Data entries =
# # # # # # #

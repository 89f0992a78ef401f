//! HTTP error responses

use axum::http::StatusCode;
use axum::response::{IntoResponse, Response};
use axum::Json;
use keel_channel::ChannelError;
use keel_plugin_host::RegistryError;
use serde::Serialize;

/// Status used when the caller has gone away
pub const CLIENT_CLOSED_REQUEST: u16 = 499;

#[derive(Debug, Serialize)]
struct ErrorBody {
    error: String,
}

/// Error returned from handlers as `{"error": message}`
#[derive(Debug, Clone)]
pub struct ApiError {
    pub status: StatusCode,
    pub message: String,
}

impl ApiError {
    pub fn new(status: StatusCode, message: impl Into<String>) -> Self {
        Self {
            status,
            message: message.into(),
        }
    }

    pub fn bad_request(message: impl Into<String>) -> Self {
        Self::new(StatusCode::BAD_REQUEST, message)
    }

    pub fn unauthorized(message: impl Into<String>) -> Self {
        Self::new(StatusCode::UNAUTHORIZED, message)
    }

    pub fn forbidden(message: impl Into<String>) -> Self {
        Self::new(StatusCode::FORBIDDEN, message)
    }

    pub fn not_found(message: impl Into<String>) -> Self {
        Self::new(StatusCode::NOT_FOUND, message)
    }

    pub fn internal(message: impl Into<String>) -> Self {
        Self::new(StatusCode::INTERNAL_SERVER_ERROR, message)
    }

    pub fn cancelled() -> Self {
        let status =
            StatusCode::from_u16(CLIENT_CLOSED_REQUEST).unwrap_or(StatusCode::SERVICE_UNAVAILABLE);
        Self::new(status, "Request cancelled")
    }
}

impl IntoResponse for ApiError {
    fn into_response(self) -> Response {
        (
            self.status,
            Json(ErrorBody {
                error: self.message,
            }),
        )
            .into_response()
    }
}

impl From<RegistryError> for ApiError {
    fn from(e: RegistryError) -> Self {
        match e {
            RegistryError::Cancelled => Self::cancelled(),
            RegistryError::Validation(_)
            | RegistryError::InvalidName(_)
            | RegistryError::Load(_)
            | RegistryError::NameMismatch { .. } => Self::bad_request(e.to_string()),
            RegistryError::NoCompatiblePlugin => Self::not_found(e.to_string()),
            RegistryError::ExecutionFailed => Self::internal(e.to_string()),
            RegistryError::Storage(_) | RegistryError::UnloadFailed { .. } | RegistryError::Worker(_) => {
                tracing::error!(error = %e, "Plugin storage failure");
                Self::internal("Plugin storage failure.")
            }
        }
    }
}

impl From<ChannelError> for ApiError {
    fn from(e: ChannelError) -> Self {
        match e {
            ChannelError::Cancelled => Self::cancelled(),
            ChannelError::Validation(_)
            | ChannelError::InvalidClientKey(_)
            | ChannelError::Base64Decode { .. }
            | ChannelError::InvalidLength { .. } => Self::bad_request(e.to_string()),
            ChannelError::UnsupportedVersion(_) | ChannelError::DecryptionFailed => {
                Self::forbidden(e.to_string())
            }
            ChannelError::KeyConfiguration(_)
            | ChannelError::KeyDerivation
            | ChannelError::EncryptionFailed => {
                tracing::error!(error = %e, "Channel failure");
                Self::internal("Secure channel failure.")
            }
        }
    }
}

# # # # # # #

Exercise directions =
A verbatim transcription is needed of the lines above, starting at the line with "pub const CLIENT_CLOSED_REQUEST: u16 = 499;" and ending at the line with "pub fn bad_request(message: impl", both included, and of nothing else.

Response area =
pub const CLIENT_CLOSED_REQUEST: u16 = 499;

#[derive(Debug, Serialize)]
struct ErrorBody {
    error: String,
}

/// Error returned from handlers as `{"error": message}`
#[derive(Debug, Clone)]
pub struct ApiError {
    pub status: StatusCode,
    pub message: String,
}

impl ApiError {
    pub fn new(status: StatusCode, message: impl Into<String>) -> Self {
        Self {
            status,
            message: message.into(),
        }
    }

    pub fn bad_request(message: impl Into<String>) -> Self {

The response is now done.